++++ Data supplied

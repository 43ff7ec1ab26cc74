use std::io::{Read, Write};

use moov_frame::{
    Command, ControlUpdate, Direction, Event, FrameError, FrameReader, FrameWriter, StatusReply,
    UserEvent,
};
use tracing::{debug, info, warn};

use crate::cmd::StubEngineArgs;
use crate::exit::{frame_error, CliResult, SUCCESS};

pub fn run(args: StubEngineArgs) -> CliResult<i32> {
    let mut engine = StubEngine::new(args.media, args.paused, args.echo_messages);
    engine.serve(std::io::stdin().lock(), std::io::stdout().lock())?;
    Ok(SUCCESS)
}

/// Playback state without any playback: time only moves on seek.
#[derive(Debug)]
struct StubEngine {
    playlist: Vec<String>,
    position: u64,
    time_seconds: f64,
    paused: bool,
    echo_messages: bool,
}

impl StubEngine {
    fn new(playlist: Vec<String>, paused: bool, echo_messages: bool) -> Self {
        Self {
            playlist,
            position: 0,
            time_seconds: 0.0,
            paused,
            echo_messages,
        }
    }

    /// Answer commands from `input` on `output` until Shutdown or end of input.
    fn serve<R: Read, W: Write>(&mut self, input: R, output: W) -> CliResult<()> {
        let mut commands = FrameReader::new(input, Direction::ToEngine);
        let mut events = FrameWriter::new(output);
        info!(entries = self.playlist.len(), "stub engine ready");

        loop {
            let command: Command = match commands.read_message() {
                Ok(command) => command,
                Err(FrameError::ConnectionClosed) => {
                    info!("client closed the command stream");
                    return Ok(());
                }
                Err(err) => return Err(frame_error("failed to read command", err)),
            };
            debug!(tag = command.tag(), ?command, "command received");

            let Some(replies) = self.apply(command) else {
                info!("shutdown requested");
                return Ok(());
            };
            for event in &replies {
                events
                    .send(event)
                    .map_err(|err| frame_error("failed to write event", err))?;
            }
        }
    }

    /// Update state for one command. `None` means stop.
    fn apply(&mut self, command: Command) -> Option<Vec<Event>> {
        let events = match command {
            Command::SetPaused(paused) => {
                self.paused = paused;
                vec![self.update()]
            }
            Command::Seek(seconds) => {
                self.time_seconds = if seconds.is_finite() {
                    seconds.max(0.0)
                } else {
                    0.0
                };
                vec![self.update()]
            }
            Command::PutMessage { text, fg, bg } => {
                info!(%text, fg, bg, "overlay message");
                if self.echo_messages {
                    vec![Event::UserText(UserEvent { text })]
                } else {
                    Vec::new()
                }
            }
            Command::Append(path) => {
                debug!(%path, "appended to playlist");
                self.playlist.push(path);
                Vec::new()
            }
            Command::Index(position) => {
                if position < self.playlist.len() as u64 {
                    self.position = position;
                    self.time_seconds = 0.0;
                    vec![self.update()]
                } else {
                    warn!(
                        position,
                        entries = self.playlist.len(),
                        "index outside playlist ignored"
                    );
                    Vec::new()
                }
            }
            Command::RequestStatus(request_id) => vec![Event::Status(StatusReply {
                request_id,
                playlist_position: self.position,
                playlist_count: self.playlist.len() as u64,
                time_seconds: self.time_seconds,
                paused: self.paused,
            })],
            Command::Shutdown => return None,
        };
        Some(events)
    }

    fn update(&self) -> Event {
        Event::Control(ControlUpdate {
            playlist_position: self.position,
            time_seconds: self.time_seconds,
            paused: self.paused,
        })
    }
}
use std::path::PathBuf;
use std::time::Duration;

use clap::{Args, Subcommand};
use moov_client::ClientConfig;
use moov_transport::EngineCommand;

use crate::exit::{CliError, CliResult, USAGE};
use crate::output::OutputFormat;

pub mod bridge;
pub mod status;
pub mod stub_engine;
pub mod version;

#[derive(Subcommand, Debug)]
pub enum Command {
    /// Relay chat lines from stdin to the engine and print what it reports.
    Bridge(BridgeArgs),
    /// Print one status snapshot from a freshly started engine.
    Status(StatusArgs),
    /// Run an in-memory engine on stdin/stdout (for tests and demos).
    StubEngine(StubEngineArgs),
    /// Show version information.
    Version(VersionArgs),
}

pub fn run(command: Command, format: OutputFormat) -> CliResult<i32> {
    match command {
        Command::Bridge(args) => bridge::run(args, format),
        Command::Status(args) => status::run(args, format),
        Command::StubEngine(args) => stub_engine::run(args),
        Command::Version(args) => version::run(args),
    }
}

/// How to start and supervise the engine.
#[derive(Args, Debug)]
pub struct EngineArgs {
    /// Engine executable.
    #[arg(long, env = "MOOV_ENGINE", value_name = "PATH")]
    pub engine: PathBuf,
    /// Extra argument for the engine (repeatable).
    #[arg(long = "engine-arg", value_name = "ARG", allow_hyphen_values = true)]
    pub engine_args: Vec<String>,
    /// Give up on a status request after this long (e.g. 5s, 500ms).
    #[arg(long, value_name = "DURATION")]
    pub status_timeout: Option<String>,
    /// Grace period for each step of engine shutdown.
    #[arg(long, value_name = "DURATION", default_value = "5s")]
    pub shutdown_timeout: String,
}

impl EngineArgs {
    pub fn command(&self) -> EngineCommand {
        EngineCommand::new(&self.engine).args(&self.engine_args)
    }

    pub fn client_config(&self) -> CliResult<ClientConfig> {
        let status_timeout = self
            .status_timeout
            .as_deref()
            .map(parse_duration)
            .transpose()?;
        Ok(ClientConfig {
            status_timeout,
            shutdown_timeout: parse_duration(&self.shutdown_timeout)?,
            ..ClientConfig::default()
        })
    }
}

#[derive(Args, Debug)]
pub struct BridgeArgs {
    #[command(flatten)]
    pub engine: EngineArgs,
    /// Media to append to the playlist once the engine is up.
    pub media: Vec<String>,
    /// Overlay text colour as RGB hex (e.g. ffffff).
    #[arg(long, value_name = "RGB", default_value = "ffffff", value_parser = parse_color)]
    pub fg: u32,
    /// Overlay background colour as RGB hex.
    #[arg(long, value_name = "RGB", default_value = "000000", value_parser = parse_color)]
    pub bg: u32,
    /// How often to check the engine for events while stdin is idle.
    #[arg(long, value_name = "DURATION", default_value = "100ms")]
    pub poll_interval: String,
}

#[derive(Args, Debug)]
pub struct StatusArgs {
    #[command(flatten)]
    pub engine: EngineArgs,
    /// Media to append before asking for status.
    pub media: Vec<String>,
}

#[derive(Args, Debug)]
pub struct StubEngineArgs {
    /// Initial playlist.
    pub media: Vec<String>,
    /// Echo overlay messages back as user events.
    #[arg(long)]
    pub echo_messages: bool,
    /// Start paused.
    #[arg(long)]
    pub paused: bool,
}

#[derive(Args, Debug)]
pub struct VersionArgs {
    /// Show extended build provenance.
    #[arg(long)]
    pub extended: bool,
}

pub fn parse_duration(input: &str) -> CliResult<Duration> {
    let input = input.trim();
    if input.is_empty() {
        return Err(CliError::new(USAGE, "duration must not be empty"));
    }

    let (number, unit) = if let Some(num) = input.strip_suffix("ms") {
        (num, "ms")
    } else if let Some(num) = input.strip_suffix('s') {
        (num, "s")
    } else {
        (input, "s")
    };

    let value: u64 = number
        .parse()
        .map_err(|_| CliError::new(USAGE, format!("invalid duration value: {input}")))?;

    if value == 0 {
        return Err(CliError::new(USAGE, "duration must be greater than zero"));
    }

    match unit {
        "ms" => Ok(Duration::from_millis(value)),
        _ => Ok(Duration::from_secs(value)),
    }
}

fn parse_color(input: &str) -> Result<u32, String> {
    let hex = input
        .strip_prefix("0x")
        .or_else(|| input.strip_prefix('#'))
        .unwrap_or(input);
    let value =
        u32::from_str_radix(hex, 16).map_err(|_| format!("invalid colour: {input}"))?;
    if value > 0x00FF_FFFF {
        return Err(format!("colour out of range: {input}"));
    }
    Ok(value)
}
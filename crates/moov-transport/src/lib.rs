//! Engine child-process transport.
//!
//! The playback engine runs as a separate process whose standard input and
//! standard output are the two halves of the control channel. This crate
//! spawns it with both ends piped, hands the pipe ends to the caller, and
//! keeps the process handle for liveness checks and shutdown.
//!
//! This is the lowest layer of moov. Everything else builds on the pipe ends
//! and the [`EngineHandle`] seam provided here.

pub mod error;
pub mod process;
pub mod traits;

pub use error::{Result, TransportError};
pub use process::{EngineCommand, EnginePipes, EngineProcess};
pub use traits::EngineHandle;
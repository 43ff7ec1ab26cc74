//! `tokio_util::codec` adapter for driving the engine from an async runtime.

use bytes::BytesMut;
use tokio_util::codec::{Decoder, Encoder};
use tracing::debug;

use crate::catalog::Direction;
use crate::codec::{decode_frame, encode_frame, Frame, FrameConfig};
use crate::error::FrameError;
use crate::message::Message;

/// Frame codec for `FramedRead` / `FramedWrite`.
///
/// Decodes frames travelling in `direction`; encodes any catalog frame.
#[derive(Debug, Clone)]
pub struct EngineCodec {
    direction: Direction,
    config: FrameConfig,
}

impl EngineCodec {
    /// Codec for the client side: decodes engine replies and events.
    pub fn client() -> Self {
        Self::new(Direction::ToClient, FrameConfig::default())
    }

    /// Codec for the engine side: decodes client commands.
    pub fn engine() -> Self {
        Self::new(Direction::ToEngine, FrameConfig::default())
    }

    pub fn new(direction: Direction, config: FrameConfig) -> Self {
        Self { direction, config }
    }
}

impl Decoder for EngineCodec {
    type Item = Frame;
    type Error = FrameError;

    fn decode(&mut self, src: &mut BytesMut) -> Result<Option<Self::Item>, Self::Error> {
        decode_frame(src, self.direction, &self.config)
    }

    fn decode_eof(&mut self, buf: &mut BytesMut) -> Result<Option<Self::Item>, Self::Error> {
        match self.decode(buf)? {
            Some(frame) => Ok(Some(frame)),
            None if buf.is_empty() => Ok(None),
            None => {
                debug!(buffered = buf.len(), "end of stream inside a frame");
                Err(FrameError::TruncatedStream {
                    buffered: buf.len(),
                })
            }
        }
    }
}

impl Encoder<Frame> for EngineCodec {
    type Error = FrameError;

    fn encode(&mut self, item: Frame, dst: &mut BytesMut) -> Result<(), Self::Error> {
        encode_frame(&item, &self.config, dst)
    }
}

impl<M: Message> Encoder<&M> for EngineCodec {
    type Error = FrameError;

    fn encode(&mut self, item: &M, dst: &mut BytesMut) -> Result<(), Self::Error> {
        encode_frame(&item.to_frame(), &self.config, dst)
    }
}

#[cfg(test)]
mod tests {
    use futures_util::{SinkExt, StreamExt};
    use tokio_util::codec::{FramedRead, FramedWrite};

    use super::*;
    use crate::message::{Command, ControlUpdate, Event, UserEvent};

    #[tokio::test]
    async fn framed_write_then_read_commands() {
        let mut sink = FramedWrite::new(Vec::<u8>::new(), EngineCodec::engine());
        sink.send(&Command::Append("a.mkv".to_string()))
            .await
            .unwrap();
        sink.send(&Command::RequestStatus(4)).await.unwrap();
        let bytes = sink.into_inner();

        let mut stream = FramedRead::new(bytes.as_slice(), EngineCodec::engine());
        let first = stream.next().await.unwrap().unwrap();
        let second = stream.next().await.unwrap().unwrap();
        assert_eq!(
            Command::from_frame(first).unwrap(),
            Command::Append("a.mkv".to_string())
        );
        assert_eq!(
            Command::from_frame(second).unwrap(),
            Command::RequestStatus(4)
        );
        assert!(stream.next().await.is_none());
    }

    #[tokio::test]
    async fn truncated_stream_is_an_error() {
        let mut sink = FramedWrite::new(Vec::<u8>::new(), EngineCodec::client());
        sink.send(&Event::UserText(UserEvent {
            text: "cut short".to_string(),
        }))
        .await
        .unwrap();
        let mut bytes = sink.into_inner();
        bytes.truncate(bytes.len() - 3);

        let mut stream = FramedRead::new(bytes.as_slice(), EngineCodec::client());
        let err = stream.next().await.unwrap().unwrap_err();
        assert!(matches!(err, FrameError::TruncatedStream { .. }));
    }

    #[tokio::test]
    async fn client_codec_rejects_commands() {
        let mut sink = FramedWrite::new(Vec::<u8>::new(), EngineCodec::engine());
        sink.send(&Command::Shutdown).await.unwrap();
        sink.send(Event::Control(ControlUpdate {
            playlist_position: 0,
            time_seconds: 0.0,
            paused: true,
        })
        .to_frame())
        .await
        .unwrap();
        let bytes = sink.into_inner();

        let mut stream = FramedRead::new(bytes.as_slice(), EngineCodec::client());
        let err = stream.next().await.unwrap().unwrap_err();
        assert!(matches!(err, FrameError::UnknownTag(_)));
    }
}
use std::path::PathBuf;

/// Errors that can occur while launching or supervising the engine process.
#[derive(Debug, thiserror::Error)]
pub enum TransportError {
    /// The engine executable could not be started.
    #[error("failed to spawn engine {}: {source}", program.display())]
    Spawn {
        program: PathBuf,
        source: std::io::Error,
    },

    /// A standard stream was not captured as a pipe.
    #[error("engine {0} was not captured as a pipe")]
    MissingPipe(&'static str),

    /// An I/O error occurred while supervising the process.
    #[error("transport I/O error: {0}")]
    Io(#[from] std::io::Error),
}

pub type Result<T> = std::result::Result<T, TransportError>;
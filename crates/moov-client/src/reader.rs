//! Background stream reader: decodes engine output and routes it to the sinks.

use std::io::Read;
use std::sync::atomic::{AtomicBool, Ordering};
use std::sync::Arc;
use std::thread::JoinHandle;

use moov_frame::{tag_name, ControlUpdate, Event, FrameError, FrameReader, UserEvent};
use tracing::{debug, error, trace};

use crate::correlation::CorrelationTable;
use crate::queue::EventQueue;

const READER_THREAD_NAME: &str = "moov-reader";

/// Destinations for everything the engine sends.
#[derive(Debug)]
pub(crate) struct Sinks {
    pub(crate) replies: CorrelationTable,
    pub(crate) updates: EventQueue<ControlUpdate>,
    pub(crate) events: EventQueue<UserEvent>,
    finished: AtomicBool,
}

impl Sinks {
    pub(crate) fn new(queue_capacity: Option<usize>) -> Self {
        Self {
            replies: CorrelationTable::new(),
            updates: EventQueue::new("control_updates", queue_capacity),
            events: EventQueue::new("user_events", queue_capacity),
            finished: AtomicBool::new(false),
        }
    }

    /// Whether the reader has stopped consuming the engine's output.
    pub(crate) fn reader_finished(&self) -> bool {
        self.finished.load(Ordering::SeqCst)
    }

    fn dispatch(&self, event: Event) {
        trace!(tag = event.tag(), name = tag_name(event.tag()), "engine message");
        match event {
            Event::Status(reply) => {
                self.replies.put(reply);
            }
            Event::Control(update) => self.updates.push(update),
            Event::UserText(text) => self.events.push(text),
        }
    }
}

/// How the stream reader stopped.
#[derive(Debug)]
pub enum ReaderExit {
    /// The engine closed its output on a frame boundary.
    EndOfStream,
    /// Reading failed: truncated frame, unknown tag, bad UTF-8 or I/O error.
    Failed(FrameError),
}

/// Start the reader thread over `reader`.
pub(crate) fn spawn_reader<R>(
    reader: FrameReader<R>,
    sinks: Arc<Sinks>,
) -> std::io::Result<JoinHandle<ReaderExit>>
where
    R: Read + Send + 'static,
{
    std::thread::Builder::new()
        .name(READER_THREAD_NAME.to_string())
        .spawn(move || run(reader, &sinks))
}

/// Read until end of stream or the first error, then close the reply table.
fn run<R: Read>(mut reader: FrameReader<R>, sinks: &Sinks) -> ReaderExit {
    let exit = loop {
        match reader.read_message::<Event>() {
            Ok(event) => sinks.dispatch(event),
            Err(FrameError::ConnectionClosed) => {
                debug!("engine closed its output");
                break ReaderExit::EndOfStream;
            }
            Err(err) => {
                error!(error = %err, "stream reader stopped");
                break ReaderExit::Failed(err);
            }
        }
    };

    sinks.finished.store(true, Ordering::SeqCst);
    sinks.replies.close();
    exit
}

#[cfg(test)]
mod tests {
    use std::io::Cursor;

    use moov_frame::{Direction, FrameWriter, StatusReply};

    use super::*;

    fn encode(events: &[Event]) -> Vec<u8> {
        let mut writer = FrameWriter::new(Vec::new());
        for event in events {
            writer.send(event).unwrap();
        }
        writer.into_inner()
    }

    fn run_over(bytes: Vec<u8>) -> (Sinks, ReaderExit) {
        let sinks = Sinks::new(None);
        let reader = FrameReader::new(Cursor::new(bytes), Direction::ToClient);
        let exit = run(reader, &sinks);
        (sinks, exit)
    }

    #[test]
    fn routes_each_event_kind() {
        let reply = StatusReply {
            request_id: 3,
            playlist_position: 1,
            playlist_count: 2,
            time_seconds: 4.5,
            paused: false,
        };
        let update = ControlUpdate {
            playlist_position: 1,
            time_seconds: 12.5,
            paused: false,
        };
        let bytes = encode(&[
            Event::Control(update),
            Event::UserText(UserEvent {
                text: "hello".to_string(),
            }),
            Event::Status(reply),
        ]);

        let (sinks, exit) = run_over(bytes);

        assert!(matches!(exit, ReaderExit::EndOfStream));
        assert!(sinks.reader_finished());
        assert_eq!(sinks.updates.drain(), vec![update]);
        assert_eq!(sinks.events.drain()[0].text, "hello");
        assert_eq!(sinks.replies.take_blocking(3, None).unwrap(), reply);
    }

    #[test]
    fn truncated_frame_fails_and_closes_table() {
        let mut bytes = encode(&[Event::UserText(UserEvent {
            text: "partial".to_string(),
        })]);
        bytes.truncate(bytes.len() - 2);

        let (sinks, exit) = run_over(bytes);

        assert!(matches!(
            exit,
            ReaderExit::Failed(FrameError::TruncatedStream { .. })
        ));
        assert!(sinks.events.is_empty());
        assert!(sinks.replies.is_closed());
    }

    #[test]
    fn unknown_tag_stops_reader() {
        let (sinks, exit) = run_over(vec![0xEE, 1, 2, 3]);
        assert!(matches!(exit, ReaderExit::Failed(FrameError::UnknownTag(0xEE))));
        assert!(sinks.reader_finished());
    }

    #[test]
    fn command_tag_from_engine_is_rejected() {
        // Tag 9 is Shutdown, which only flows toward the engine.
        let (_, exit) = run_over(vec![9]);
        assert!(matches!(exit, ReaderExit::Failed(FrameError::UnknownTag(9))));
    }

    #[test]
    fn invalid_utf8_is_malformed() {
        let (_, exit) = run_over(vec![5, 2, 0, 0, 0, 0xC3, 0x28]);
        assert!(matches!(
            exit,
            ReaderExit::Failed(FrameError::MalformedString(_))
        ));
    }
}
use crate::value::FieldType;

/// Errors that can occur during frame encoding/decoding.
#[derive(Debug, thiserror::Error)]
pub enum FrameError {
    /// An I/O error occurred while reading or writing frames.
    #[error("frame I/O error: {0}")]
    Io(#[from] std::io::Error),

    /// The stream ended cleanly on a frame boundary.
    #[error("connection closed")]
    ConnectionClosed,

    /// The stream ended in the middle of a frame.
    #[error("stream truncated mid-frame ({buffered} bytes of an incomplete frame buffered)")]
    TruncatedStream { buffered: usize },

    /// A string field did not contain valid UTF-8.
    #[error("malformed string field: {0}")]
    MalformedString(#[from] std::str::Utf8Error),

    /// The tag is not part of the catalog for this direction.
    #[error("unknown message tag {0}")]
    UnknownTag(u8),

    /// A string length prefix exceeds the configured maximum.
    #[error("string too large ({size} bytes, max {max})")]
    StringTooLarge { size: usize, max: usize },

    /// A value does not match the field type the catalog expects.
    #[error("tag {tag} field {index}: expected {expected}, found {found}")]
    FieldMismatch {
        tag: u8,
        index: usize,
        expected: FieldType,
        found: FieldType,
    },

    /// A frame does not carry the number of fields its tag requires.
    #[error("tag {tag}: expected {expected} fields, found {found}")]
    LayoutMismatch {
        tag: u8,
        expected: usize,
        found: usize,
    },
}

impl FrameError {
    /// Whether this error means the engine's stream has ended.
    pub fn is_end_of_stream(&self) -> bool {
        matches!(
            self,
            FrameError::ConnectionClosed | FrameError::TruncatedStream { .. }
        )
    }
}

pub type Result<T> = std::result::Result<T, FrameError>;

++++++++

▸ **Requirement**:
Please give an exact restatement of only the lines from the beginning of the material above to the line with "let mut commands", inclusive.

▸ **Response to the task**:
repository 43ff7ec1ab26cc74
use std::io::{Read, Write};

use moov_frame::{
    Command, ControlUpdate, Direction, Event, FrameError, FrameReader, FrameWriter, StatusReply,
    UserEvent,
};
use tracing::{debug, info, warn};

use crate::cmd::StubEngineArgs;
use crate::exit::{frame_error, CliResult, SUCCESS};

pub fn run(args: StubEngineArgs) -> CliResult<i32> {
    let mut engine = StubEngine::new(args.media, args.paused, args.echo_messages);
    engine.serve(std::io::stdin().lock(), std::io::stdout().lock())?;
    Ok(SUCCESS)
}

/// Playback state without any playback: time only moves on seek.
#[derive(Debug)]
struct StubEngine {
    playlist: Vec<String>,
    position: u64,
    time_seconds: f64,
    paused: bool,
    echo_messages: bool,
}

impl StubEngine {
    fn new(playlist: Vec<String>, paused: bool, echo_messages: bool) -> Self {
        Self {
            playlist,
            position: 0,
            time_seconds: 0.0,
            paused,
            echo_messages,
        }
    }

    /// Answer commands from `input` on `output` until Shutdown or end of input.
    fn serve<R: Read, W: Write>(&mut self, input: R, output: W) -> CliResult<()> {
        let mut commands = FrameReader::new(input, Direction::ToEngine);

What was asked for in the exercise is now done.